Another way to deal with that would be to expose a FormData.boundary
attribute. In my made up use case, callers would have to store the boundary
out of band from the blob, and use it to make a properly formed content-type
header value when xhr.send'ing the blob.
Another reason isn't so much a "need"... but to make the programming
interface symmetrical and hopefully easier to understand and use.

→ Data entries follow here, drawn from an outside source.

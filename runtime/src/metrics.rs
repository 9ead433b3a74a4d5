//! Prometheus metrics for observability and monitoring.
//!
//! The coordinator is headless: there is no synchronous caller waiting on a
//! saga, so metric and log traffic is how operators see saga health. This
//! module registers descriptions for every metric the runtime emits and
//! exposes them through a Prometheus scrape endpoint.
//!
//! # Example
//!
//! ```rust,no_run
//! use sagaflow_runtime::metrics::MetricsServer;
//!
//! # fn example() -> Result<(), Box<dyn std::error::Error>> {
//! // Install the recorder; scrape via `server.render()`
//! let mut server = MetricsServer::new("0.0.0.0:9090".parse()?);
//! server.start()?;
//! # Ok(())
//! # }
//! ```

use metrics::{describe_counter, describe_gauge, describe_histogram};
use metrics_exporter_prometheus::{Matcher, PrometheusBuilder, PrometheusHandle};
use std::net::SocketAddr;
use thiserror::Error;

// Re-export metrics macros for use in other modules
pub use metrics::{counter, gauge, histogram};

/// Errors from metrics operations.
#[derive(Error, Debug)]
pub enum MetricsError {
    /// Failed to build metrics exporter
    #[error("Failed to build metrics exporter: {0}")]
    Build(String),
    /// Failed to install metrics exporter
    #[error("Failed to install metrics exporter: {0}")]
    Install(String),
}

/// Prometheus metrics server.
///
/// Installs the Prometheus recorder and keeps the handle for rendering
/// metrics on a scrape endpoint.
pub struct MetricsServer {
    addr: SocketAddr,
    handle: Option<PrometheusHandle>,
}

impl MetricsServer {
    /// Create a new metrics server.
    ///
    /// # Arguments
    ///
    /// * `addr` - Socket address to bind to (e.g., `0.0.0.0:9090`)
    #[must_use]
    pub const fn new(addr: SocketAddr) -> Self {
        Self { addr, handle: None }
    }

    /// Initialize metric descriptions and install the recorder.
    ///
    /// # Errors
    ///
    /// Returns an error if the metrics exporter cannot be built or
    /// installed.
    ///
    /// # Note
    ///
    /// If a metrics recorder is already installed (e.g., in tests), the
    /// re-initialization is skipped with a warning. In production, ensure
    /// this is only called once.
    pub fn start(&mut self) -> Result<(), MetricsError> {
        register_metrics();

        let builder = PrometheusBuilder::new()
            // Buckets tuned for step execution latency: business calls
            // range from sub-millisecond mocks to multi-second services.
            .set_buckets_for_metric(
                Matcher::Suffix("duration_seconds".to_string()),
                &[
                    0.001, 0.005, 0.01, 0.025, 0.05, 0.1, 0.25, 0.5, 1.0, 2.5, 5.0, 10.0,
                ],
            )
            .map_err(|e| MetricsError::Build(e.to_string()))?;

        match builder.install_recorder() {
            Ok(handle) => {
                self.handle = Some(handle);
                tracing::info!(
                    addr = %self.addr,
                    "metrics recorder installed - render via MetricsServer::render"
                );
                Ok(())
            }
            Err(e) => {
                let err_msg = e.to_string();
                if err_msg.contains("already initialized") {
                    tracing::warn!("metrics recorder already initialized, skipping");
                    Ok(())
                } else {
                    Err(MetricsError::Install(err_msg))
                }
            }
        }
    }

    /// Get the metrics handle for rendering.
    #[must_use]
    pub const fn handle(&self) -> Option<&PrometheusHandle> {
        self.handle.as_ref()
    }

    /// Render current metrics in Prometheus format.
    ///
    /// Returns `None` if the server hasn't been started.
    #[must_use]
    pub fn render(&self) -> Option<String> {
        self.handle.as_ref().map(PrometheusHandle::render)
    }
}

/// Register all metric descriptions.
fn register_metrics() {
    // Coordinator metrics
    describe_counter!(
        "saga_commands_processed_total",
        "Total number of saga commands processed, labeled by command kind"
    );
    describe_counter!(
        "saga_commands_published_total",
        "Total number of saga commands published, labeled by command kind"
    );
    describe_counter!(
        "saga_commands_invalid_total",
        "Total number of inbound messages that failed to decode"
    );
    describe_counter!(
        "saga_step_retries_total",
        "Total number of step failures that scheduled a retry replay"
    );
    describe_counter!(
        "saga_aborted_total",
        "Total number of steps that aborted their saga"
    );
    describe_counter!(
        "saga_finished_total",
        "Total number of saga instances that reached EndSaga"
    );
    describe_histogram!(
        "saga_step_duration_seconds",
        "Time taken to execute one transaction or compensation"
    );

    // Dead letter queue metrics
    describe_gauge!(
        "saga_dead_letters",
        "Current number of commands in the dead letter queue"
    );
    describe_counter!(
        "saga_dead_letters_total",
        "Total number of commands pushed to the dead letter queue"
    );
    describe_counter!(
        "saga_dead_letters_dropped_total",
        "Total number of dead letters dropped because the queue was full"
    );
}

#[cfg(test)]
mod tests {
    use super::*;

    #[test]
    fn server_starts_and_renders() {
        let mut server = MetricsServer::new(([127, 0, 0, 1], 0).into());
        // May be Ok or skip if another test installed the recorder first;
        // either way start must not error.
        assert!(server.start().is_ok());
    }
}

On Tue, Apr 13, 2010 at 6:03 PM, Jonas Sicking <jonas@sicking.cc> wrote:
> On Tue, Apr 13, 2010 at 5:53 PM, Michael Nordman <michaeln@google.com>
> wrote:
> >
> >
> > On Tue, Apr 13, 2010 at 5:39 PM, Jonas Sicking <jonas@sicking.cc> wrote:
> >>
> >> On Tue, Apr 13, 2010 at 5:34 PM, Michael Nordman <michaeln@google.com>
> >> wrote:
> >> > Hmmm... maybe FormData could have a toBlob() method, and an inverse
> >> > means of
> >> > initializing a FormData object with a properly encoded Blob.
> >>
> >> What's the use case? ;)
> >
> > Persisting FormData and reconstituting it at a later time. For example
> when
> > offline then back online.
>
> Why would you need to recode into a FormData object though? You can
> submit a Blob using XHR the same way you can submit a FormData.